> Entries shown:
//! In-memory transport
//!
//! Channel-backed transport session with a scriptable client end. Used by
//! the relay tests to play the remote client without a network socket.

use async_trait::async_trait;
use bytes::Bytes;
use std::sync::atomic::{AtomicU64, Ordering};
use std::sync::Arc;
use std::time::Duration;
use tokio::sync::mpsc;

use super::{MessageSink, MessageSource, TransportError, TransportSession};

/// Outbound capacity used by [`ChannelTransport::pair`]
pub const DEFAULT_OUTBOUND_CAPACITY: usize = 1024;

/// Server side of an in-memory connection
pub struct ChannelTransport {
    inbound: mpsc::UnboundedReceiver<Bytes>,
    outbound: mpsc::Sender<Bytes>,
    reads: Arc<AtomicU64>,
}

/// Client side of an in-memory connection
pub struct ClientEnd {
    to_server: Option<mpsc::UnboundedSender<Bytes>>,
    from_server: Option<mpsc::Receiver<Bytes>>,
    reads: Arc<AtomicU64>,
}

impl ChannelTransport {
    pub fn pair() -> (Self, ClientEnd) {
        Self::with_capacity(DEFAULT_OUTBOUND_CAPACITY)
    }

    /// Pair whose server→client direction holds at most `capacity`
    /// unread messages; further sends wait for the client to read.
    pub fn with_capacity(capacity: usize) -> (Self, ClientEnd) {
        let (to_server, inbound) = mpsc::unbounded_channel();
        let (outbound, from_server) = mpsc::channel(capacity.max(1));
        let reads = Arc::new(AtomicU64::new(0));

        (
            Self {
                inbound,
                outbound,
                reads: Arc::clone(&reads),
            },
            ClientEnd {
                to_server: Some(to_server),
                from_server: Some(from_server),
                reads,
            },
        )
    }
}

impl TransportSession for ChannelTransport {
    fn split(self) -> (Box<dyn MessageSource>, Box<dyn MessageSink>) {
        (
            Box::new(ChannelSource {
                inbound: self.inbound,
                reads: self.reads,
            }),
            Box::new(ChannelSink {
                outbound: Some(self.outbound),
            }),
        )
    }
}

impl ClientEnd {
    /// Send a control message to the server. Returns false once the
    /// server side is gone.
    pub fn send(&self, payload: impl Into<Bytes>) -> bool {
        match &self.to_server {
            Some(tx) => tx.send(payload.into()).is_ok(),
            None => false,
        }
    }

    /// Next message from the server, or `None` once the server closed.
    pub async fn recv(&mut self) -> Option<Bytes> {
        match &mut self.from_server {
            Some(rx) => rx.recv().await,
            None => None,
        }
    }

    /// Like [`recv`](Self::recv) but gives up after `timeout`.
    pub async fn recv_timeout(&mut self, timeout: Duration) -> Option<Bytes> {
        tokio::time::timeout(timeout, self.recv()).await.ok().flatten()
    }

    pub fn try_recv(&mut self) -> Option<Bytes> {
        self.from_server.as_mut().and_then(|rx| rx.try_recv().ok())
    }

    /// Whether the server has closed its sending half and every message
    /// has been read.
    pub async fn is_closed_by_server(&mut self, timeout: Duration) -> bool {
        let Some(rx) = &mut self.from_server else {
            return true;
        };
        loop {
            match tokio::time::timeout(timeout, rx.recv()).await {
                Ok(Some(_)) => continue,
                Ok(None) => return true,
                Err(_) => return false,
            }
        }
    }

    /// Close the client→server direction, as a client disconnect would.
    pub fn hang_up(&mut self) {
        self.to_server = None;
    }

    /// Stop reading; subsequent server writes fail.
    pub fn stop_reading(&mut self) {
        self.from_server = None;
    }

    /// Number of messages the server has received so far
    pub fn messages_read(&self) -> u64 {
        self.reads.load(Ordering::SeqCst)
    }
}

struct ChannelSource {
    inbound: mpsc::UnboundedReceiver<Bytes>,
    reads: Arc<AtomicU64>,
}

#[async_trait]
impl MessageSource for ChannelSource {
    async fn receive(&mut self) -> Result<Bytes, TransportError> {
        match self.inbound.recv().await {
            Some(payload) => {
                self.reads.fetch_add(1, Ordering::SeqCst);
                Ok(payload)
            }
            None => Err(TransportError::Closed),
        }
    }
}

struct ChannelSink {
    outbound: Option<mpsc::Sender<Bytes>>,
}

#[async_trait]
impl MessageSink for ChannelSink {
    async fn send(&mut self, payload: Bytes) -> Result<(), TransportError> {
        let tx = self.outbound.as_ref().ok_or(TransportError::Closed)?;
        tx.send(payload)
            .await
            .map_err(|_| TransportError::Write("client stopped reading".to_string()))
    }

    async fn close(&mut self) {
        self.outbound = None;
    }
}

#[cfg(test)]
mod tests {
    use super::*;

    #[tokio::test]
    async fn test_round_trip_between_ends() {
        let (transport, mut client) = ChannelTransport::pair();
        let (mut source, mut sink) = transport.split();

        assert!(client.send("sensors/temp"));
        assert_eq!(source.receive().await.unwrap(), Bytes::from_static(b"sensors/temp"));
        assert_eq!(client.messages_read(), 1);

        sink.send(Bytes::from_static(b"21.5")).await.unwrap();
        assert_eq!(client.recv().await.unwrap(), Bytes::from_static(b"21.5"));
    }

    #[tokio::test]
    async fn test_hang_up_closes_source() {
        let (transport, mut client) = ChannelTransport::pair();
        let (mut source, _sink) = transport.split();

        client.hang_up();
        assert!(matches!(source.receive().await, Err(TransportError::Closed)));
    }

    #[tokio::test]
    async fn test_write_fails_after_client_stops_reading() {
        let (transport, mut client) = ChannelTransport::pair();
        let (_source, mut sink) = transport.split();

        client.stop_reading();
        let err = sink.send(Bytes::from_static(b"x")).await.unwrap_err();
        assert!(matches!(err, TransportError::Write(_)));
    }

    #[tokio::test]
    async fn test_close_is_idempotent_and_visible_to_client() {
        let (transport, mut client) = ChannelTransport::pair();
        let (_source, mut sink) = transport.split();

        sink.close().await;
        sink.close().await;
        assert!(client.is_closed_by_server(Duration::from_millis(100)).await);
        assert!(matches!(
            sink.send(Bytes::from_static(b"x")).await,
            Err(TransportError::Closed)
        ));
    }
}
//! Dashbridge HTTP Gateway
//!
//! HTTP layer in front of the relay, built with Axum.
//!
//! # Endpoints
//!
//! ## Bridge
//! - `GET /api/mqtt/*` - WebSocket relay to the MQTT broker
//!
//! ## Time-series database
//! - `GET /api/influxdb/test*` - Smoke test
//! - `ANY /api/influxdb/*` - Reverse proxy with CORS headers
//!
//! ## Health
//! - `GET /health/live` - Liveness probe
//! - `GET /health/ready` - Readiness probe
//! - `GET /health` - Full health status
//!
//! Everything else is served from the static assets directory when one is
//! configured. With `auth.enabled`, every `/api` route sits behind the
//! authentication gate.
//!
//! # Example
//!
//! ```rust,ignore
//! use dashbridge::api::{serve, AppState};
//! use dashbridge::broker::MqttConnector;
//! use dashbridge::config::Config;
//! use std::sync::Arc;
//! use tokio_util::sync::CancellationToken;
//!
//! #[tokio::main]
//! async fn main() -> Result<(), Box<dyn std::error::Error>> {
//!     let config = Config::load_default();
//!     let connector = Arc::new(MqttConnector::new(config.broker.settings()?));
//!     let shutdown = CancellationToken::new();
//!
//!     let state = AppState::new(config, connector, shutdown.clone())?;
//!     serve(state, shutdown).await?;
//!
//!     Ok(())
//! }
//! ```

pub mod dto;
pub mod error;
pub mod routes;
pub mod state;

pub use error::{ApiError, ApiResult};
pub use routes::RouteHandler;
pub use state::AppState;

use axum::{middleware, routing::get, Router};
use std::sync::Arc;
use tokio_util::sync::CancellationToken;
use tower_http::{
    catch_panic::CatchPanicLayer,
    cors::CorsLayer,
    request_id::{MakeRequestUuid, PropagateRequestIdLayer, SetRequestIdLayer},
    services::ServeDir,
    trace::TraceLayer,
};

use crate::auth::require_auth;

/// Build the router with all routes and middleware
pub fn build_router(state: AppState) -> Router {
    let shared_state = Arc::new(state);

    let mut api_routes = Router::new();
    for handler in routes::api_handlers() {
        api_routes = api_routes.nest(handler.prefix(), handler.routes());
    }
    let api_routes = api_routes.layer(middleware::from_fn_with_state(
        Arc::clone(&shared_state.auth),
        require_auth,
    ));

    let health_routes = Router::new()
        .route("/live", get(routes::health::liveness))
        .route("/ready", get(routes::health::readiness))
        .route("/", get(routes::health::full_health))
        .layer(CorsLayer::permissive());

    let mut router = Router::new()
        .nest("/api", api_routes)
        .nest("/health", health_routes);

    if let Some(dir) = &shared_state.config.server.static_assets {
        tracing::info!(path = %dir, "Serving static assets");
        router = router.fallback_service(ServeDir::new(dir));
    }

    router
        .layer(TraceLayer::new_for_http())
        .layer(PropagateRequestIdLayer::x_request_id())
        .layer(SetRequestIdLayer::x_request_id(MakeRequestUuid))
        .layer(CatchPanicLayer::new())
        .with_state(shared_state)
}

/// Start the server and run until a shutdown signal arrives.
///
/// Cancels `shutdown` once the signal is received so that every live relay
/// session tears down before the listener is dropped.
pub async fn serve(state: AppState, shutdown: CancellationToken) -> Result<(), ApiError> {
    let addr = state.config.server.addr();
    let router = build_router(state);

    let listener = tokio::net::TcpListener::bind(&addr).await?;

    tracing::info!("Dashbridge listening on {}", addr);

    let token = shutdown.clone();
    axum::serve(listener, router)
        .with_graceful_shutdown(async move {
            shutdown_signal().await;
            token.cancel();
        })
        .await
        .map_err(|e| ApiError::Internal(format!("Server error: {}", e)))?;

    shutdown.cancel();
    tracing::info!("Dashbridge shut down gracefully");
    Ok(())
}

/// Wait for Ctrl-C or SIGTERM
pub async fn shutdown_signal() {
    let ctrl_c = async {
        if let Err(e) = tokio::signal::ctrl_c().await {
            tracing::error!(error = %e, "Failed to listen for Ctrl+C");
            std::future::pending::<()>().await;
        }
    };

    #[cfg(unix)]
    let terminate = async {
        match tokio::signal::unix::signal(tokio::signal::unix::SignalKind::terminate()) {
            Ok(mut signal) => {
                signal.recv().await;
            }
            Err(e) => {
                tracing::error!(error = %e, "Failed to install SIGTERM handler");
                std::future::pending::<()>().await;
            }
        }
    };

    #[cfg(not(unix))]
    let terminate = std::future::pending::<()>();

    tokio::select! {
        _ = ctrl_c => {},
        _ = terminate => {},
    }

    tracing::info!("Shutdown signal received, starting graceful shutdown");
}

#[cfg(test)]
mod tests {
    use super::*;
    use crate::broker::MemoryBroker;
    use crate::config::{Config, UserCredentials};
    use axum::{
        body::Body,
        http::{header, Request, StatusCode},
    };
    use tower::util::ServiceExt;

    fn create_test_app(config: Config) -> Router {
        let state = AppState::new(
            config,
            Arc::new(MemoryBroker::new()),
            CancellationToken::new(),
        )
        .unwrap();
        build_router(state)
    }

    fn protected_config() -> Config {
        let mut config = Config::default();
        config.auth.enabled = true;
        config.auth.tokens = vec!["s3cret".to_string()];
        config.auth.users = vec![UserCredentials {
            name: "admin".to_string(),
            password: "admin".to_string(),
        }];
        config
    }

    async fn get(app: Router, uri: &str) -> axum::response::Response {
        app.oneshot(Request::builder().uri(uri).body(Body::empty()).unwrap())
            .await
            .unwrap()
    }

    #[tokio::test]
    async fn test_health_live() {
        let response = get(create_test_app(Config::default()), "/health/live").await;
        assert_eq!(response.status(), StatusCode::OK);
    }

    #[tokio::test]
    async fn test_health_ready() {
        let response = get(create_test_app(Config::default()), "/health/ready").await;
        assert_eq!(response.status(), StatusCode::OK);
    }

    #[tokio::test]
    async fn test_health_full() {
        let response = get(create_test_app(Config::default()), "/health").await;
        assert_eq!(response.status(), StatusCode::OK);

        let bytes = axum::body::to_bytes(response.into_body(), usize::MAX)
            .await
            .unwrap();
        let body: serde_json::Value = serde_json::from_slice(&bytes).unwrap();
        assert_eq!(body["broker"], "memory://local");
        assert_eq!(body["active_sessions"], 0);
        assert_eq!(body["influx"], "not_configured");
    }

    #[tokio::test]
    async fn test_influx_smoke_route() {
        for uri in ["/api/influxdb/test", "/api/influxdb/testing/123"] {
            let response = get(create_test_app(Config::default()), uri).await;
            assert_eq!(response.status(), StatusCode::OK);
            let bytes = axum::body::to_bytes(response.into_body(), usize::MAX)
                .await
                .unwrap();
            assert_eq!(&bytes[..], b"test\n");
        }
    }

    #[tokio::test]
    async fn test_influx_without_upstream_is_unavailable() {
        let response = get(create_test_app(Config::default()), "/api/influxdb/api/v2/query").await;
        assert_eq!(response.status(), StatusCode::SERVICE_UNAVAILABLE);
    }

    #[tokio::test]
    async fn test_influx_preflight() {
        let response = create_test_app(Config::default())
            .oneshot(
                Request::builder()
                    .method("OPTIONS")
                    .uri("/api/influxdb/api/v2/query")
                    .body(Body::empty())
                    .unwrap(),
            )
            .await
            .unwrap();
        assert_eq!(response.status(), StatusCode::NO_CONTENT);
        assert_eq!(response.headers()[header::ACCESS_CONTROL_ALLOW_ORIGIN], "*");
    }

    #[tokio::test]
    async fn test_mqtt_requires_upgrade() {
        // Routed to the upgrade handler, which rejects a plain GET that
        // lacks `Connection: upgrade`.
        for uri in ["/api/mqtt", "/api/mqtt/sensors/temp"] {
            let response = get(create_test_app(Config::default()), uri).await;
            assert_eq!(response.status(), StatusCode::BAD_REQUEST, "{}", uri);
        }

        let response = get(create_test_app(Config::default()), "/api/mqttx").await;
        assert_eq!(response.status(), StatusCode::NOT_FOUND);
    }

    #[tokio::test]
    async fn test_auth_rejects_anonymous() {
        let response = get(create_test_app(protected_config()), "/api/influxdb/test").await;
        assert_eq!(response.status(), StatusCode::UNAUTHORIZED);
        assert_eq!(
            response.headers()[header::WWW_AUTHENTICATE],
            "Basic realm=\"restricted\", charset=\"UTF-8\""
        );
    }

    #[tokio::test]
    async fn test_auth_accepts_token_and_basic() {
        let response = get(create_test_app(protected_config()), "/api/influxdb/test?token=s3cret").await;
        assert_eq!(response.status(), StatusCode::OK);

        let response = create_test_app(protected_config())
            .oneshot(
                Request::builder()
                    .uri("/api/influxdb/test")
                    .header(header::AUTHORIZATION, "Basic YWRtaW46YWRtaW4=")
                    .body(Body::empty())
                    .unwrap(),
            )
            .await
            .unwrap();
        assert_eq!(response.status(), StatusCode::OK);
    }

    #[tokio::test]
    async fn test_auth_rejects_malformed_basic() {
        let response = create_test_app(protected_config())
            .oneshot(
                Request::builder()
                    .uri("/api/influxdb/test")
                    .header(header::AUTHORIZATION, "Basic bm9jb2xvbg==")
                    .body(Body::empty())
                    .unwrap(),
            )
            .await
            .unwrap();
        assert_eq!(response.status(), StatusCode::BAD_REQUEST);
    }

    #[tokio::test]
    async fn test_health_is_not_gated() {
        let response = get(create_test_app(protected_config()), "/health/live").await;
        assert_eq!(response.status(), StatusCode::OK);
    }

    #[tokio::test]
    async fn test_unknown_path_without_assets_is_not_found() {
        let response = get(create_test_app(Config::default()), "/index.html").await;
        assert_eq!(response.status(), StatusCode::NOT_FOUND);
    }
}
//! CDP API interaction module
//!
//! The platform client layer the wrapper sits on: credential material, the
//! client/factory seam, and a default HTTP implementation.
//!
//! # Module Structure
//!
//! - [`auth`] - Credentials from configuration, environment or the shared credentials file
//! - [`client`] - [`PlatformClient`] / [`ClientFactory`] traits and raw failure shapes
//! - [`http`] - `reqwest` backed client and factory
//!
//! # Example
//!
//! ```ignore
//! use cdpwrap::cdp::{ClientFactory, ClientSettings, Credentials, HttpClientFactory};
//!
//! async fn example() -> anyhow::Result<()> {
//!     let settings = ClientSettings {
//!         endpoint: "https://api.us-west-1.cdp.cloudera.com".into(),
//!         tls_verify: true,
//!         tls_warnings: false,
//!         credentials: Credentials::static_token("token"),
//!         user_agent: "example".into(),
//!     };
//!     let iam = HttpClientFactory::new().create_client("iam", &settings)?;
//!     let user = iam.invoke("get_user", &serde_json::Map::new()).await?;
//!     Ok(())
//! }
//! ```

pub mod auth;
pub mod client;
pub mod http;

pub use auth::Credentials;
pub use client::{ClientFactory, ClientSettings, PlatformClient, RawError, RedirectResponse};
pub use http::{HttpClientFactory, HttpPlatformClient, ServiceModel};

> Required action: Whenever the word "MakeRequestUuid" shows up in a line of the entries above, copy that line.

> Output of the task:
    request_id::{MakeRequestUuid, PropagateRequestIdLayer, SetRequestIdLayer},
        .layer(SetRequestIdLayer::x_request_id(MakeRequestUuid))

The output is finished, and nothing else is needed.